▶ Stored items:
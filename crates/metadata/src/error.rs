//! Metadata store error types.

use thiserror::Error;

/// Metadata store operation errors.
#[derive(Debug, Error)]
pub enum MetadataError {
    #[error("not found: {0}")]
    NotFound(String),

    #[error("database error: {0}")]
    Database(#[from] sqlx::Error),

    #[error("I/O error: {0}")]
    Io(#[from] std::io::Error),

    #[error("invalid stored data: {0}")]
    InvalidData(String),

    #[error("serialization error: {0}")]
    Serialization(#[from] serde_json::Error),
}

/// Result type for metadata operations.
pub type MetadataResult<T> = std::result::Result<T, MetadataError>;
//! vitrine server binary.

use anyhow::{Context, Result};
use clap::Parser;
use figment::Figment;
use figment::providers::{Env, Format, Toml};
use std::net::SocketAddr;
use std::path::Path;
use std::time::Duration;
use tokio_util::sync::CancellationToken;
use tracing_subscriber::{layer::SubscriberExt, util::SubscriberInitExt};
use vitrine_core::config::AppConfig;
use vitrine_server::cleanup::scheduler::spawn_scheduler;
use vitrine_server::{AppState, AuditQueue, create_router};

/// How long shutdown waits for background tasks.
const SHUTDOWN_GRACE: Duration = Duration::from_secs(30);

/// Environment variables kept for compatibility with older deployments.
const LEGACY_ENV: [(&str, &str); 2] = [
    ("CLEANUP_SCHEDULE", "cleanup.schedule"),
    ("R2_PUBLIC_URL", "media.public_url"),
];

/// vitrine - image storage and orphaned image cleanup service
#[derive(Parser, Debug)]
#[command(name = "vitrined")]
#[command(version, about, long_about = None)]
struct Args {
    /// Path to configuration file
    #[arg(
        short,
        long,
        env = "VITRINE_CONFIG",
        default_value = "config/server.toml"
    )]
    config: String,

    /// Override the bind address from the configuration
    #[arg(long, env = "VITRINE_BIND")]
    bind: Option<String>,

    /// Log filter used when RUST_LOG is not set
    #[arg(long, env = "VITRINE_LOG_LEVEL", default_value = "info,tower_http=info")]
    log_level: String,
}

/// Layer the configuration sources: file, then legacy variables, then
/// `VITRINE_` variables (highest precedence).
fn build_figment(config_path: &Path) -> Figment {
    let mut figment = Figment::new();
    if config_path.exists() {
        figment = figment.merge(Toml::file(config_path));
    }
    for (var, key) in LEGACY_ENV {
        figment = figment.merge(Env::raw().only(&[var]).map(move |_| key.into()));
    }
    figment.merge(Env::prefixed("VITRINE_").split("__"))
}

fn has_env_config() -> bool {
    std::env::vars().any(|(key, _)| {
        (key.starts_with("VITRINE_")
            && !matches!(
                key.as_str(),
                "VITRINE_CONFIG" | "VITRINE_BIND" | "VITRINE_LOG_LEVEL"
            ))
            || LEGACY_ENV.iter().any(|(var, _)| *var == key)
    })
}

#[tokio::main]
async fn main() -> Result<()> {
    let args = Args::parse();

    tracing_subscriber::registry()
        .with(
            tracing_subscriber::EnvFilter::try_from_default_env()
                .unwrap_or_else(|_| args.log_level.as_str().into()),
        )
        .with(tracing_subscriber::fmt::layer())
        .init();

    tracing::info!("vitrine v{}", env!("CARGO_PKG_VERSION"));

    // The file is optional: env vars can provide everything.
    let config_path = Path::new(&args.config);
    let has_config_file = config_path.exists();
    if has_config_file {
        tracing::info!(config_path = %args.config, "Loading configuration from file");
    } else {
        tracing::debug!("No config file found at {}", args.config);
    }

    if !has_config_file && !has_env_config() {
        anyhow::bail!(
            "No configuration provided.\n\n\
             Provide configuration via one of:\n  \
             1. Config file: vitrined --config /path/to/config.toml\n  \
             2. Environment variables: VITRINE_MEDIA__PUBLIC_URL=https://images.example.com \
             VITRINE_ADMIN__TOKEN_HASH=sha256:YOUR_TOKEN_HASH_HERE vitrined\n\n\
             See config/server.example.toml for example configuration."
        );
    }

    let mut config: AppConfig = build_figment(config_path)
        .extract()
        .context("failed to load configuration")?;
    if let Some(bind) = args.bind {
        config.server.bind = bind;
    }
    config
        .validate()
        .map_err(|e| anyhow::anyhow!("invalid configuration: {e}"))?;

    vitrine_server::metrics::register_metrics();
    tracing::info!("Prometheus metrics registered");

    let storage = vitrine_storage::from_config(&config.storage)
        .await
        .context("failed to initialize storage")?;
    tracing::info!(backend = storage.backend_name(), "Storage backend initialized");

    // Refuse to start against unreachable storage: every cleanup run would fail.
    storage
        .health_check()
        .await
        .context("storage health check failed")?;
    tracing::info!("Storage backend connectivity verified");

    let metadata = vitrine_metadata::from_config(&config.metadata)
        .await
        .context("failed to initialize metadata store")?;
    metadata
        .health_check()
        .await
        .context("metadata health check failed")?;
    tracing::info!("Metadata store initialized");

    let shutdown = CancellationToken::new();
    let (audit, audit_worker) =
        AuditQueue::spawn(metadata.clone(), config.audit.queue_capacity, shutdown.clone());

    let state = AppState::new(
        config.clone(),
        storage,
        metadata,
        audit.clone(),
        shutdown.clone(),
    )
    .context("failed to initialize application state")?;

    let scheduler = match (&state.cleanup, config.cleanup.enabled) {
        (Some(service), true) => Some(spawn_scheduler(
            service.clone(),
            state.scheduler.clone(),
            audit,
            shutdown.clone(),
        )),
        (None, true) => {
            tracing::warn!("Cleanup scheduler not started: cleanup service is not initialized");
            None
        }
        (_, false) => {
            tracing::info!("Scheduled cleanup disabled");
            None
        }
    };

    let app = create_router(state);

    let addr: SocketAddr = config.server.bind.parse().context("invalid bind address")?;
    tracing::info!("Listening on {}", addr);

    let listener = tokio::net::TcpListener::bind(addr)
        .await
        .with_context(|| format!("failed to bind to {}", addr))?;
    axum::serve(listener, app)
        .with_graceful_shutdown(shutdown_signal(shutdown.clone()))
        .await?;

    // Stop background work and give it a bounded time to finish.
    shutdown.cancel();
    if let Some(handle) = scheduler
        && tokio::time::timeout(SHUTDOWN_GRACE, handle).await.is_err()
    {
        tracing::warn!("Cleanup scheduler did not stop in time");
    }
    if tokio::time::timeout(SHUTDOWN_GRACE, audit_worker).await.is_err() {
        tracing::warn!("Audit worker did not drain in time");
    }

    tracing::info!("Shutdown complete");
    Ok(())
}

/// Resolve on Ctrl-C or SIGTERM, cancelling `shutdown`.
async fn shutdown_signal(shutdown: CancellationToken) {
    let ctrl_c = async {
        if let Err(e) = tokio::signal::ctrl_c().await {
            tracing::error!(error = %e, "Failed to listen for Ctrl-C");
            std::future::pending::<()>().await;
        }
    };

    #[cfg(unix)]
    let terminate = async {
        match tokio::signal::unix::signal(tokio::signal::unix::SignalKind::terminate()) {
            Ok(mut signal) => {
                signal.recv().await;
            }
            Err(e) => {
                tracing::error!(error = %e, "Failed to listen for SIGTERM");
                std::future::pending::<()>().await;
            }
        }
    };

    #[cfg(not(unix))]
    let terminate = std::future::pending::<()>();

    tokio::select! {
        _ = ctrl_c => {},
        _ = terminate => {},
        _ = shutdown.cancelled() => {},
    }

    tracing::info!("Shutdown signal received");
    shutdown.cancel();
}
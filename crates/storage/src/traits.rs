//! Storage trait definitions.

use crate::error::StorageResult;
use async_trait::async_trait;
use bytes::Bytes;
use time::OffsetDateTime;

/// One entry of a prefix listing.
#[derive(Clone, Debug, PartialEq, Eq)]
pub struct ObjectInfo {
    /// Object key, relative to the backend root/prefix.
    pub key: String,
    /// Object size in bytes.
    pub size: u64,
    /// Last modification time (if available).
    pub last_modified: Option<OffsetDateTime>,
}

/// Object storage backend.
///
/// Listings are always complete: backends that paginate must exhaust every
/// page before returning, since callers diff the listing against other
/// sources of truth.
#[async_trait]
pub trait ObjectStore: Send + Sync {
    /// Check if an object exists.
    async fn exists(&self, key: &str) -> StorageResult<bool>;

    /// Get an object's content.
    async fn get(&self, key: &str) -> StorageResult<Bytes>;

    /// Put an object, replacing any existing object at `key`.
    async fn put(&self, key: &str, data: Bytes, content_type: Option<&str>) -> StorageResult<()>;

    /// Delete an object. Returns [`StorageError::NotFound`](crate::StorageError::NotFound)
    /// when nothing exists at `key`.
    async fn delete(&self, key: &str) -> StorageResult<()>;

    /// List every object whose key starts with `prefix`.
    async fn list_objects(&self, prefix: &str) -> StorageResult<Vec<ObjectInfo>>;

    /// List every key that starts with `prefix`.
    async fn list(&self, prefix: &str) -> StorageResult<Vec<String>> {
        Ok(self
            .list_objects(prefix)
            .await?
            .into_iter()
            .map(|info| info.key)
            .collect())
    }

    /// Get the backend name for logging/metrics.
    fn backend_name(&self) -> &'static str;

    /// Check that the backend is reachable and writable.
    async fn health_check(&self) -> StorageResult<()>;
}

▶ WORK ITEM: Wherever the string "example" occurs in the records above, copy that line.

▶ RESPONSE TO THIS TASK:
             2. Environment variables: VITRINE_MEDIA__PUBLIC_URL=https://images.example.com \
             See config/server.example.toml for example configuration."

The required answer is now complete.